We train on multiple datasets: Audioset (our selected subset), AudioCaps, and finally Clotho. To make it simple to work with multiple datasets downloaded them to convert them into a file structure that is as compatible as possible. We call it AudioFolder, because it is inspired by HuggingFace's AudioFolder or ImageFolder.
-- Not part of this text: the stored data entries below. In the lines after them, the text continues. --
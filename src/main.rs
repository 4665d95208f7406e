use anyhow::Result;
use dropzone::{app, build_service, config::AppConfig, db};
use std::io::ErrorKind;
use tokio::net::TcpListener;
use tracing_subscriber::EnvFilter;

#[tokio::main]
async fn main() -> Result<()> {
    // --- Logging setup ---
    tracing_subscriber::fmt()
        .with_env_filter(EnvFilter::from_default_env())
        .init();

    // --- Parse config + migrate flag ---
    let (cfg, migrate) = AppConfig::from_env_and_args()?;

    tracing::info!("Starting dropzone with config: {:?}", cfg);

    // --- Handle migration mode ---
    if migrate {
        let pool = db::connect(&cfg.database_url).await?;
        db::run_migrations(&pool).await?;
        tracing::info!("Database migration complete.");
        return Ok(()); // exit after migration
    }

    // --- Initialize core service ---
    let service = build_service(&cfg).await?;
    let router = app(service);

    // --- Start server ---
    let addr = cfg.addr();
    let listener = match TcpListener::bind(&addr).await {
        Ok(listener) => listener,
        Err(err)
            if err.kind() == ErrorKind::PermissionDenied
                && matches!(cfg.host.as_str(), "0.0.0.0" | "::") =>
        {
            let fallback_addr = format!("127.0.0.1:{}", cfg.port);
            tracing::warn!(
                "Permission denied binding to {} ({}). Falling back to {}",
                addr,
                err,
                fallback_addr
            );
            TcpListener::bind(&fallback_addr).await?
        }
        Err(err) => return Err(err.into()),
    };

    tracing::info!("Server listening on http://{}", listener.local_addr()?);
    axum::serve(listener, router).await?;

    Ok(())
}
//! Defines routes for the upload page and file operations.
//!
//! ## Structure
//! - **Page & API**
//!   - `GET    /dropzone`        — upload page listing live files
//!   - `GET    /dropzone/files`  — live files as JSON
//!   - `POST   /dropzone/store`  — upload one file (multipart field `file`)
//!   - `GET    /dropzone/{id}`   — one record, including soft-deleted ones
//!   - `DELETE /dropzone/{id}`   — soft-delete record and remove content
//!
//! - **Content**
//!   - `GET    /storage/{*path}` — stream stored bytes
//!
//! Static segments (`files`, `store`) take precedence over `{id}`.

use crate::{
    handlers::{
        content_handlers::get_content,
        dropzone_handlers::{delete_file, get_file, index, list_files, upload_file},
        health_handlers::{healthz, readyz},
    },
    services::dropzone_service::DropzoneService,
};
use axum::{
    Router,
    routing::{get, post},
};

/// Build the router. Handlers share `DropzoneService` as state.
pub fn routes() -> Router<DropzoneService> {
    Router::new()
        // health endpoints (mounted at root)
        .route("/healthz", get(healthz))
        .route("/readyz", get(readyz))
        .route("/dropzone", get(index))
        .route("/dropzone/files", get(list_files))
        .route("/dropzone/store", post(upload_file))
        .route("/dropzone/{id}", get(get_file).delete(delete_file))
        .route("/storage/{*path}", get(get_content))
}
//! Drag & drop file upload service.
//!
//! Uploaded files are written to a flat content store on disk and tracked in
//! a SQLite `images` table with soft-delete semantics.

use anyhow::{Context, Result};
use axum::{Router, extract::DefaultBodyLimit};
use std::{path::Path, sync::Arc};
use tower_http::trace::TraceLayer;

pub mod config;
pub mod db;
pub mod errors;
pub mod handlers;
pub mod models;
pub mod routes;
pub mod services;

use config::AppConfig;
use services::{
    content_store::ContentStore, dropzone_service::DropzoneService, metadata_store::MetadataStore,
};

/// Room for multipart boundaries and headers on top of the payload limit.
const MULTIPART_OVERHEAD: u64 = 64 * 1024;

/// Prepare storage, connect and migrate the database, and build the service.
pub async fn build_service(cfg: &AppConfig) -> Result<DropzoneService> {
    if !Path::new(&cfg.storage_dir).exists() {
        tokio::fs::create_dir_all(&cfg.storage_dir)
            .await
            .with_context(|| format!("creating storage directory {}", cfg.storage_dir))?;
        tracing::info!("Created storage directory at {}", cfg.storage_dir);
    }

    let pool = db::connect(&cfg.database_url).await?;
    db::run_migrations(&pool).await?;

    Ok(DropzoneService::new(
        MetadataStore::new(Arc::new(pool)),
        ContentStore::new(&cfg.storage_dir, cfg.public_base_url.clone()),
        cfg.max_upload_bytes,
    ))
}

/// Router with state, body limit and request tracing applied.
pub fn app(service: DropzoneService) -> Router {
    let body_limit = service.max_upload_bytes.saturating_add(MULTIPART_OVERHEAD);
    routes::routes::routes()
        .layer(DefaultBodyLimit::max(
            usize::try_from(body_limit).unwrap_or(usize::MAX),
        ))
        .layer(TraceLayer::new_for_http())
        .with_state(service)
}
While the datasets are not completely compatible (e.g. one caption vs multiple captions per
audio clip), AudioFolder structure and python class audiocap.data.AudioFolder
helps us work
with them in a systematic way. The following sections explain how to get the data and prepare
AudioFolder from them.
Getting the data
mkdir -p data/clotho_v2.1/audiofolder
Download the data from https://zenodo.org/record/4783391 and extract csv into the data/clotho_v2.1
and audios into data/clotho_v2.1/audiofolder
folder. Your tree structure should look like this:
audio-captioning/
├── audiocap
│ ...
...
|
├── data
│ └── clotho_v2.1
│ ├── audiofolder
│ │ ├─ development
│ │ ├─ evaluation
│ │ ├─ test
│ │ └─ validation
│ ├── clotho_captions_development.csv
│ ├── clotho_captions_evaluation.csv
│ ├── clotho_captions_validation.csv
│ ├── clotho_metadata_development.csv
│ ├── clotho_metadata_evaluation.csv
│ ├── clotho_metadata_test.csv
│ └── clotho_metadata_validation.csv
...
Creating AudioFolder
Now, prepare
python audiocap/prepare_audiofolder.py prepare-clotho-audiofolder data/clotho_v2.1/
This will prepare the folder into the format that is easily loadable.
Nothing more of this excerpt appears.